Segment Open

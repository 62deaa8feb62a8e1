//! Core data types for the scheduling engine.

use chrono::{Duration, NaiveDateTime};
use rustc_hash::FxHashMap;
use std::fmt;

/// Integer identity of a task.
#[derive(Clone, Copy, Debug, PartialEq, Eq, PartialOrd, Ord, Hash)]
pub struct TaskId(pub i64);

impl fmt::Display for TaskId {
    fn fmt(&self, f: &mut fmt::Formatter<'_>) -> fmt::Result {
        write!(f, "{}", self.0)
    }
}

impl From<i64> for TaskId {
    fn from(id: i64) -> Self {
        Self(id)
    }
}

/// A task to be scheduled.
#[derive(Clone, Debug, PartialEq)]
pub struct Task {
    pub id: TaskId,
    /// Estimated duration in days. `None` falls back to the configured default.
    pub duration_days: Option<f64>,
    /// Informational only; the engine schedules completed tasks like any other.
    pub completed: bool,
    /// Tasks that must finish before this one starts.
    pub depends_on: Vec<TaskId>,
}

impl Task {
    /// Create an incomplete task with no dependencies.
    pub fn new(id: i64, duration_days: f64) -> Self {
        Self {
            id: TaskId(id),
            duration_days: Some(duration_days),
            completed: false,
            depends_on: Vec::new(),
        }
    }

    /// Builder-style helper adding prerequisites.
    pub fn depends_on(mut self, ids: impl IntoIterator<Item = i64>) -> Self {
        self.depends_on.extend(ids.into_iter().map(TaskId));
        self
    }
}

/// Computed timing for one task.
///
/// All instants share the epoch passed to the engine, so they are only
/// meaningful relative to each other.
#[derive(Clone, Copy, Debug, PartialEq, Eq)]
pub struct ScheduleEntry {
    pub earliest_start: NaiveDateTime,
    pub earliest_finish: NaiveDateTime,
    pub latest_start: NaiveDateTime,
    pub latest_finish: NaiveDateTime,
    /// `latest_start - earliest_start`.
    pub slack: Duration,
    pub is_on_critical_path: bool,
}

/// A circular dependency reported back to the caller.
#[derive(Clone, Debug, PartialEq, Eq)]
pub struct CircularDependency {
    /// Task ids along the cycle. For cycles found by traversal the first id
    /// is repeated at the end; a self-dependency is a single id.
    pub cycle: Vec<TaskId>,
    pub message: String,
}

impl CircularDependency {
    pub fn new(cycle: Vec<TaskId>) -> Self {
        let path = cycle
            .iter()
            .map(|id| id.to_string())
            .collect::<Vec<_>>()
            .join(" → ");
        Self {
            message: format!("Circular dependency detected: {}", path),
            cycle,
        }
    }
}

impl fmt::Display for CircularDependency {
    fn fmt(&self, f: &mut fmt::Formatter<'_>) -> fmt::Result {
        f.write_str(&self.message)
    }
}

/// Result of a full critical path computation.
#[derive(Clone, Debug, PartialEq)]
pub struct CriticalPathResult {
    pub is_valid: bool,
    /// Critical task ids ordered by earliest start. Empty when invalid.
    pub critical_path: Vec<TaskId>,
    /// Schedule for every task. Empty when invalid.
    pub schedule_data: FxHashMap<TaskId, ScheduleEntry>,
    pub circular_dependency: Option<CircularDependency>,
    /// Latest earliest-finish over all tasks (the epoch for empty input).
    pub project_end: NaiveDateTime,
}

impl CriticalPathResult {
    /// An invalid result carrying no schedule data.
    pub fn invalid(cycle: CircularDependency, epoch: NaiveDateTime) -> Self {
        Self {
            is_valid: false,
            critical_path: Vec::new(),
            schedule_data: FxHashMap::default(),
            circular_dependency: Some(cycle),
            project_end: epoch,
        }
    }

    pub fn entry(&self, id: TaskId) -> Option<&ScheduleEntry> {
        self.schedule_data.get(&id)
    }
}

/// Outcome of validating a single prospective edge.
#[derive(Clone, Debug, PartialEq, Eq)]
pub enum EdgeValidation {
    Ok,
    Cycle(CircularDependency),
}

impl EdgeValidation {
    pub fn is_ok(&self) -> bool {
        matches!(self, EdgeValidation::Ok)
    }

    pub fn cycle(&self) -> Option<&[TaskId]> {
        match self {
            EdgeValidation::Ok => None,
            EdgeValidation::Cycle(c) => Some(c.cycle.as_slice()),
        }
    }
}
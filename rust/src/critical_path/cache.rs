//! Short-lived cache of the last computed schedule.
//!
//! Holds at most one result, tagged with the graph revision it was computed
//! from. A lookup hits only while the revision is unchanged and the entry is
//! younger than the configured TTL, so a result computed from an older graph
//! is never served.

use std::time::{Duration, Instant};

use crate::config::CacheConfig;
use crate::models::CriticalPathResult;

struct CachedSchedule {
    revision: u64,
    computed_at: Instant,
    result: CriticalPathResult,
}

impl CachedSchedule {
    fn is_fresh(&self, revision: u64, now: Instant, ttl: Duration) -> bool {
        self.revision == revision && now.saturating_duration_since(self.computed_at) < ttl
    }
}

pub struct ScheduleCache {
    ttl: Duration,
    entry: Option<CachedSchedule>,
}

impl ScheduleCache {
    pub fn new(config: &CacheConfig) -> Self {
        Self {
            ttl: config.ttl,
            entry: None,
        }
    }

    /// The cached result, if it was computed from `revision` less than one TTL ago.
    pub fn get(&self, revision: u64, now: Instant) -> Option<&CriticalPathResult> {
        self.entry
            .as_ref()
            .filter(|cached| cached.is_fresh(revision, now, self.ttl))
            .map(|cached| &cached.result)
    }

    /// Replace the cached result.
    pub fn insert(
        &mut self,
        revision: u64,
        now: Instant,
        result: CriticalPathResult,
    ) -> &CriticalPathResult {
        &self
            .entry
            .insert(CachedSchedule {
                revision,
                computed_at: now,
                result,
            })
            .result
    }

    /// Serve a fresh entry or compute, store and return a new one.
    ///
    /// A failed computation leaves the cache empty.
    pub fn get_or_compute<E>(
        &mut self,
        revision: u64,
        now: Instant,
        compute: impl FnOnce() -> Result<CriticalPathResult, E>,
    ) -> Result<&CriticalPathResult, E> {
        match self.entry.take() {
            Some(cached) if cached.is_fresh(revision, now, self.ttl) => {
                Ok(&self.entry.insert(cached).result)
            }
            _ => {
                let result = compute()?;
                Ok(self.insert(revision, now, result))
            }
        }
    }

    /// Drop the cached result. Called on every graph-mutating write.
    pub fn invalidate(&mut self) {
        self.entry = None;
    }

    pub fn is_empty(&self) -> bool {
        self.entry.is_none()
    }
}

Segment Closed

◆ WHAT IS BEING ASKED ◆
Transcribe every line above, character for character.

◆ RESPONSE BOX ◆
repository 62deaa8feb62a8e1
//! Core data types for the scheduling engine.

use chrono::{Duration, NaiveDateTime};
use rustc_hash::FxHashMap;
use std::fmt;

/// Integer identity of a task.
#[derive(Clone, Copy, Debug, PartialEq, Eq, PartialOrd, Ord, Hash)]
pub struct TaskId(pub i64);

impl fmt::Display for TaskId {
    fn fmt(&self, f: &mut fmt::Formatter<'_>) -> fmt::Result {
        write!(f, "{}", self.0)
    }
}

impl From<i64> for TaskId {
    fn from(id: i64) -> Self {
        Self(id)
    }
}

/// A task to be scheduled.
#[derive(Clone, Debug, PartialEq)]
pub struct Task {
    pub id: TaskId,
    /// Estimated duration in days. `None` falls back to the configured default.
    pub duration_days: Option<f64>,
    /// Informational only; the engine schedules completed tasks like any other.
    pub completed: bool,
    /// Tasks that must finish before this one starts.
    pub depends_on: Vec<TaskId>,
}

impl Task {
    /// Create an incomplete task with no dependencies.
    pub fn new(id: i64, duration_days: f64) -> Self {
        Self {
            id: TaskId(id),
            duration_days: Some(duration_days),
            completed: false,
            depends_on: Vec::new(),
        }
    }

    /// Builder-style helper adding prerequisites.
    pub fn depends_on(mut self, ids: impl IntoIterator<Item = i64>) -> Self {
        self.depends_on.extend(ids.into_iter().map(TaskId));
        self
    }
}

/// Computed timing for one task.
///
/// All instants share the epoch passed to the engine, so they are only
/// meaningful relative to each other.
#[derive(Clone, Copy, Debug, PartialEq, Eq)]
pub struct ScheduleEntry {
    pub earliest_start: NaiveDateTime,
    pub earliest_finish: NaiveDateTime,
    pub latest_start: NaiveDateTime,
    pub latest_finish: NaiveDateTime,
    /// `latest_start - earliest_start`.
    pub slack: Duration,
    pub is_on_critical_path: bool,
}

/// A circular dependency reported back to the caller.
#[derive(Clone, Debug, PartialEq, Eq)]
pub struct CircularDependency {
    /// Task ids along the cycle. For cycles found by traversal the first id
    /// is repeated at the end; a self-dependency is a single id.
    pub cycle: Vec<TaskId>,
    pub message: String,
}

impl CircularDependency {
    pub fn new(cycle: Vec<TaskId>) -> Self {
        let path = cycle
            .iter()
            .map(|id| id.to_string())
            .collect::<Vec<_>>()
            .join(" → ");
        Self {
            message: format!("Circular dependency detected: {}", path),
            cycle,
        }
    }
}

impl fmt::Display for CircularDependency {
    fn fmt(&self, f: &mut fmt::Formatter<'_>) -> fmt::Result {
        f.write_str(&self.message)
    }
}

/// Result of a full critical path computation.
#[derive(Clone, Debug, PartialEq)]
pub struct CriticalPathResult {
    pub is_valid: bool,
    /// Critical task ids ordered by earliest start. Empty when invalid.
    pub critical_path: Vec<TaskId>,
    /// Schedule for every task. Empty when invalid.
    pub schedule_data: FxHashMap<TaskId, ScheduleEntry>,
    pub circular_dependency: Option<CircularDependency>,
    /// Latest earliest-finish over all tasks (the epoch for empty input).
    pub project_end: NaiveDateTime,
}

impl CriticalPathResult {
    /// An invalid result carrying no schedule data.
    pub fn invalid(cycle: CircularDependency, epoch: NaiveDateTime) -> Self {
        Self {
            is_valid: false,
            critical_path: Vec::new(),
            schedule_data: FxHashMap::default(),
            circular_dependency: Some(cycle),
            project_end: epoch,
        }
    }

    pub fn entry(&self, id: TaskId) -> Option<&ScheduleEntry> {
        self.schedule_data.get(&id)
    }
}

/// Outcome of validating a single prospective edge.
#[derive(Clone, Debug, PartialEq, Eq)]
pub enum EdgeValidation {
    Ok,
    Cycle(CircularDependency),
}

impl EdgeValidation {
    pub fn is_ok(&self) -> bool {
        matches!(self, EdgeValidation::Ok)
    }

    pub fn cycle(&self) -> Option<&[TaskId]> {
        match self {
            EdgeValidation::Ok => None,
            EdgeValidation::Cycle(c) => Some(c.cycle.as_slice()),
        }
    }
}
filename rust/src/critical_path/cache.rs
//! Short-lived cache of the last computed schedule.
//!
//! Holds at most one result, tagged with the graph revision it was computed
//! from. A lookup hits only while the revision is unchanged and the entry is
//! younger than the configured TTL, so a result computed from an older graph
//! is never served.

use std::time::{Duration, Instant};

use crate::config::CacheConfig;
use crate::models::CriticalPathResult;

struct CachedSchedule {
    revision: u64,
    computed_at: Instant,
    result: CriticalPathResult,
}

impl CachedSchedule {
    fn is_fresh(&self, revision: u64, now: Instant, ttl: Duration) -> bool {
        self.revision == revision && now.saturating_duration_since(self.computed_at) < ttl
    }
}

pub struct ScheduleCache {
    ttl: Duration,
    entry: Option<CachedSchedule>,
}

impl ScheduleCache {
    pub fn new(config: &CacheConfig) -> Self {
        Self {
            ttl: config.ttl,
            entry: None,
        }
    }

    /// The cached result, if it was computed from `revision` less than one TTL ago.
    pub fn get(&self, revision: u64, now: Instant) -> Option<&CriticalPathResult> {
        self.entry
            .as_ref()
            .filter(|cached| cached.is_fresh(revision, now, self.ttl))
            .map(|cached| &cached.result)
    }

    /// Replace the cached result.
    pub fn insert(
        &mut self,
        revision: u64,
        now: Instant,
        result: CriticalPathResult,
    ) -> &CriticalPathResult {
        &self
            .entry
            .insert(CachedSchedule {
                revision,
                computed_at: now,
                result,
            })
            .result
    }

    /// Serve a fresh entry or compute, store and return a new one.
    ///
    /// A failed computation leaves the cache empty.
    pub fn get_or_compute<E>(
        &mut self,
        revision: u64,
        now: Instant,
        compute: impl FnOnce() -> Result<CriticalPathResult, E>,
    ) -> Result<&CriticalPathResult, E> {
        match self.entry.take() {
            Some(cached) if cached.is_fresh(revision, now, self.ttl) => {
                Ok(&self.entry.insert(cached).result)
            }
            _ => {
                let result = compute()?;
                Ok(self.insert(revision, now, result))
            }
        }
    }

    /// Drop the cached result. Called on every graph-mutating write.
    pub fn invalidate(&mut self) {
        self.entry = None;
    }

    pub fn is_empty(&self) -> bool {
        self.entry.is_none()
    }
}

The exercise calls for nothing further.